嬿婉深知只要她這個提線之人在,皇上的想法便難以捉摸。
唯有討得她歡喜,哄得她放下警惕,才能真正地靠近皇上。
“這些日子不見,沒想到你在忙這些。”
她的話語綿裡藏針,她的表情耐人尋味。
嬿婉並不惱,將軍要打勝仗,官員要務民生。
自已身為皇上的嬪妃,自然是要爭聖寵。
沒有家族倚仗,沒有高位提攜,能靠的只有自已。
“臣妾不過是花點心思,博皇上和皇后娘娘一笑罷了。”
弘曆不斷壓著腦子裡冒出來的思緒:那只是個連甜白釉和白瓷都分不清的粗陋之人,不該親近她!

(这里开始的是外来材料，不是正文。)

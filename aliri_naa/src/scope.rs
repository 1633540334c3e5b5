//! OAuth2 scope handling for token requests and cached credentials

use std::{convert::TryFrom, fmt, iter::FromIterator, slice, str::FromStr};

use aliri_braid::braid;
use serde::{Deserialize, Serialize};
use thiserror::Error;

/// The scopes every OpenID Connect request carries when the caller supplies none
pub const OIDC_DEFAULT_SCOPES: [&str; 3] = ["openid", "profile", "offline_access"];

const OFFLINE_ACCESS: &str = "offline_access";

/// An invalid scope token
#[derive(Debug, Error)]
pub enum InvalidScopeToken {
    /// The scope token was the empty string
    #[error("scope token cannot be empty")]
    EmptyString,
    /// The scope token contained an invalid byte
    #[error("invalid scope token byte at position {position}: 0x{value:02x}")]
    InvalidByte {
        /// The index in the scope token where the invalid byte was found
        position: usize,
        /// The invalid byte value
        value: u8,
    },
}

impl From<std::convert::Infallible> for InvalidScopeToken {
    #[inline]
    fn from(x: std::convert::Infallible) -> Self {
        match x {}
    }
}

/// An OAuth2 scope token as defined in [RFC 6749, Section 3.3][RFC6749 3.3]
///
/// A scope token must be composed of printable ASCII characters excluding
/// ` ` (space), `"` (double quote), and `\` (backslash).
///
///   [RFC6749 3.3]: (https://datatracker.ietf.org/doc/html/rfc6749#section-3.3)
#[braid(
    serde,
    validator,
    ref_doc = "A borrowed reference to an OAuth2 [`ScopeToken`]"
)]
pub struct ScopeToken;

impl aliri_braid::Validator for ScopeToken {
    type Error = InvalidScopeToken;

    fn validate(s: &str) -> Result<(), Self::Error> {
        if s.is_empty() {
            Err(InvalidScopeToken::EmptyString)
        } else if let Some((position, &value)) = s
            .as_bytes()
            .iter()
            .enumerate()
            .find(|(_, &b)| b <= 0x20 || b == 0x22 || b == 0x5C || 0x7F <= b)
        {
            Err(InvalidScopeToken::InvalidByte { position, value })
        } else {
            Ok(())
        }
    }
}

impl ScopeTokenRef {
    fn is_oidc(&self) -> bool {
        OIDC_DEFAULT_SCOPES
            .iter()
            .any(|s| s.eq_ignore_ascii_case(self.as_str()))
    }

    fn eq_token(&self, other: &ScopeTokenRef) -> bool {
        self.as_str().eq_ignore_ascii_case(other.as_str())
    }
}

/// An ordered set of scope tokens
///
/// Insertion order is preserved so that the scope string sent to the host
/// matches what the caller asked for. Duplicates collapse, compared without
/// regard to ASCII case.
#[derive(Clone, Default, PartialEq, Eq, Deserialize, Serialize)]
#[serde(try_from = "String", into = "String")]
pub struct ScopeSet(Vec<ScopeToken>);

impl ScopeSet {
    /// Produces an empty scope set
    #[inline]
    pub fn empty() -> Self {
        Self(Vec::new())
    }

    /// The OpenID Connect default scopes
    pub fn oidc_default() -> Self {
        OIDC_DEFAULT_SCOPES
            .iter()
            .copied()
            .map(ScopeToken::from_static)
            .collect()
    }

    /// Adds a scope token unless an equivalent token is already present
    pub fn insert(&mut self, scope_token: ScopeToken) {
        if !self.contains(&scope_token) {
            self.0.push(scope_token);
        }
    }

    /// Adds an additional scope token
    #[inline]
    pub fn and(mut self, scope_token: ScopeToken) -> Self {
        self.insert(scope_token);
        self
    }

    /// Whether the set holds no scope tokens
    #[inline]
    pub fn is_empty(&self) -> bool {
        self.0.is_empty()
    }

    /// The number of distinct scope tokens
    #[inline]
    pub fn len(&self) -> usize {
        self.0.len()
    }

    /// Produces an iterator of the scope tokens in insertion order
    #[inline]
    pub fn iter(&self) -> Iter<'_> {
        self.into_iter()
    }

    /// Checks whether an equivalent scope token is in the set
    pub fn contains(&self, scope_token: &ScopeTokenRef) -> bool {
        self.0.iter().any(|s| s.eq_token(scope_token))
    }

    /// Checks to see whether this set contains all of the scope tokens in `subset`
    pub fn contains_all(&self, subset: &ScopeSet) -> bool {
        subset.iter().all(|s| self.contains(s))
    }

    /// Checks whether the two sets share at least one scope token
    pub fn intersects(&self, other: &ScopeSet) -> bool {
        other.iter().any(|s| self.contains(s))
    }

    /// Whether every scope token in the set is an OpenID Connect default scope
    pub fn contains_only_oidc(&self) -> bool {
        self.0.iter().all(|s| s.is_oidc())
    }

    /// The scopes used to match this request against cached access tokens
    ///
    /// OIDC scopes are never recorded against access tokens by the authority,
    /// so they are dropped unless they are all that was asked for. In that case
    /// only `offline_access` is dropped.
    pub fn search_scopes(&self) -> Self {
        let keep: fn(&ScopeToken) -> bool = if self.contains_only_oidc() {
            |s| !s.as_str().eq_ignore_ascii_case(OFFLINE_ACCESS)
        } else {
            |s| !s.is_oidc()
        };

        Self(self.0.iter().filter(|s| keep(s)).cloned().collect())
    }

    /// Lowercased, space-delimited form used in cache keys
    pub fn to_key_string(&self) -> String {
        self.to_string().to_ascii_lowercase()
    }
}

impl fmt::Debug for ScopeSet {
    fn fmt(&self, f: &mut fmt::Formatter) -> fmt::Result {
        f.debug_set().entries(self.0.iter().map(|s| s.as_str())).finish()
    }
}

impl fmt::Display for ScopeSet {
    fn fmt(&self, f: &mut fmt::Formatter) -> fmt::Result {
        let mut first = true;
        for s in &self.0 {
            if !first {
                f.write_str(" ")?;
            }
            f.write_str(s.as_str())?;
            first = false;
        }
        Ok(())
    }
}

/// An iterator over a set of borrowed scope tokens
#[derive(Clone, Debug)]
pub struct Iter<'a> {
    iter: slice::Iter<'a, ScopeToken>,
}

impl<'a> Iterator for Iter<'a> {
    type Item = &'a ScopeTokenRef;

    #[inline]
    fn next(&mut self) -> Option<Self::Item> {
        self.iter.next().map(|x| x.as_ref())
    }
}

impl<'a> IntoIterator for &'a ScopeSet {
    type Item = &'a ScopeTokenRef;
    type IntoIter = Iter<'a>;

    #[inline]
    fn into_iter(self) -> Self::IntoIter {
        Iter {
            iter: self.0.iter(),
        }
    }
}

impl IntoIterator for ScopeSet {
    type Item = ScopeToken;
    type IntoIter = std::vec::IntoIter<ScopeToken>;

    #[inline]
    fn into_iter(self) -> Self::IntoIter {
        self.0.into_iter()
    }
}

impl<S> Extend<S> for ScopeSet
where
    S: Into<ScopeToken>,
{
    fn extend<I>(&mut self, iter: I)
    where
        I: IntoIterator<Item = S>,
    {
        for s in iter {
            self.insert(s.into());
        }
    }
}

impl<S> FromIterator<S> for ScopeSet
where
    S: Into<ScopeToken>,
{
    fn from_iter<I>(iter: I) -> Self
    where
        I: IntoIterator<Item = S>,
    {
        let mut set = Self::empty();
        set.extend(iter);
        set
    }
}

impl TryFrom<&'_ str> for ScopeSet {
    type Error = InvalidScopeToken;

    #[inline]
    fn try_from(s: &str) -> Result<Self, Self::Error> {
        s.split_whitespace().map(str::parse::<ScopeToken>).collect()
    }
}

impl TryFrom<String> for ScopeSet {
    type Error = InvalidScopeToken;

    #[inline]
    fn try_from(s: String) -> Result<Self, Self::Error> {
        Self::try_from(s.as_str())
    }
}

impl FromStr for ScopeSet {
    type Err = InvalidScopeToken;

    #[inline]
    fn from_str(s: &str) -> Result<Self, Self::Err> {
        Self::try_from(s)
    }
}

impl From<ScopeSet> for String {
    fn from(s: ScopeSet) -> Self {
        s.to_string()
    }
}

#[cfg(test)]
mod tests {
    use super::*;

    fn scopes(s: &str) -> ScopeSet {
        s.parse().unwrap()
    }

    #[test]
    fn scope_token_rejects_empty() {
        let x = "".parse::<ScopeToken>();
        assert!(matches!(x, Err(InvalidScopeToken::EmptyString)));
    }

    #[test]
    fn scope_token_rejects_quote() {
        let x = "User.\"Read\"".parse::<ScopeToken>();
        assert!(matches!(x, Err(InvalidScopeToken::InvalidByte { position: 5, .. })));
    }

    #[test]
    fn scope_token_rejects_non_ascii() {
        let x = "User.¿Read".parse::<ScopeToken>();
        assert!(matches!(x, Err(InvalidScopeToken::InvalidByte { .. })));
    }

    #[test]
    fn duplicates_collapse_without_regard_to_case() {
        let s = scopes("User.Read openid user.read OPENID Mail.Send");
        assert_eq!(s.len(), 3);
        assert_eq!(s.to_string(), "User.Read openid Mail.Send");
    }

    #[test]
    fn superset_check_is_case_insensitive() {
        let cached = scopes("User.Read Mail.Send");
        assert!(cached.contains_all(&scopes("mail.send")));
        assert!(!cached.contains_all(&scopes("mail.send Files.Read")));
        assert!(cached.intersects(&scopes("Files.Read MAIL.SEND")));
    }

    #[test]
    fn search_scopes_drop_oidc_scopes_when_resource_scopes_present() {
        let s = scopes("openid profile User.Read offline_access");
        assert_eq!(s.search_scopes(), scopes("User.Read"));
    }

    #[test]
    fn search_scopes_keep_openid_profile_when_only_oidc_requested() {
        let s = ScopeSet::oidc_default();
        assert!(s.contains_only_oidc());
        assert_eq!(s.search_scopes(), scopes("openid profile"));
    }

    #[test]
    fn serializes_as_space_delimited_string() {
        let s = scopes("User.Read Mail.Send");
        let json = serde_json::to_string(&s).unwrap();
        assert_eq!(json, "\"User.Read Mail.Send\"");
        let back: ScopeSet = serde_json::from_str(&json).unwrap();
        assert_eq!(back, s);
    }

    #[test]
    fn key_string_is_lowercase() {
        assert_eq!(scopes("User.Read Mail.Send").to_key_string(), "user.read mail.send");
    }
}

可甜白釉明明就是白瓷的一種,這種荒唐的想法究竟從何而來?
“炩嬪,過來坐朕的身邊。”
見皇上不僅不厭惡,還允許這樣的人與她一同伴在君側,如懿不禁再次出言嘲諷:
“炩嬪,不會也喜歡梅花吧?”
梅花高潔,乃花中四君子之一,可不是什麼腌臢之人都配染指的。
“臣妾喜歡凌霄花,少年時最愛,現在也不曾改。”
柔媚謙順,又不卑不亢。
不僅如懿啞口無言,還在不經意間,撩撥了一旁凌雲徹的心絃。
進忠滿臉驕傲地看著自已親手澆灌的花朵,笑意直達眼底。
只是在瞥到凌雲徹臉上那抹若有似無的紅暈時,眼光一沉,似是要剝皮抽筋。
“皇上,太后請您記得翻牌子。”
“皇額娘要朕雨露均霑,不忘舊愛,朕都記得。
今晚,就讓炩妃侍奉朕吧。”
此言一出,在場之人無不色變。
漢軍旗出身,無子封妃?
不說是當今的後宮,就算是前朝,也沒有這樣的先例。
只有進忠滿眼都是他的婉婉,恨不得將心中的自豪大聲喊出來:
別人都看不起你,偏偏你最爭氣!
前世死在嬿婉手中,他並不後悔。
上天給了他重來一次的機會,這次,他一定要陪著她一步一步地向上,走上那最高位。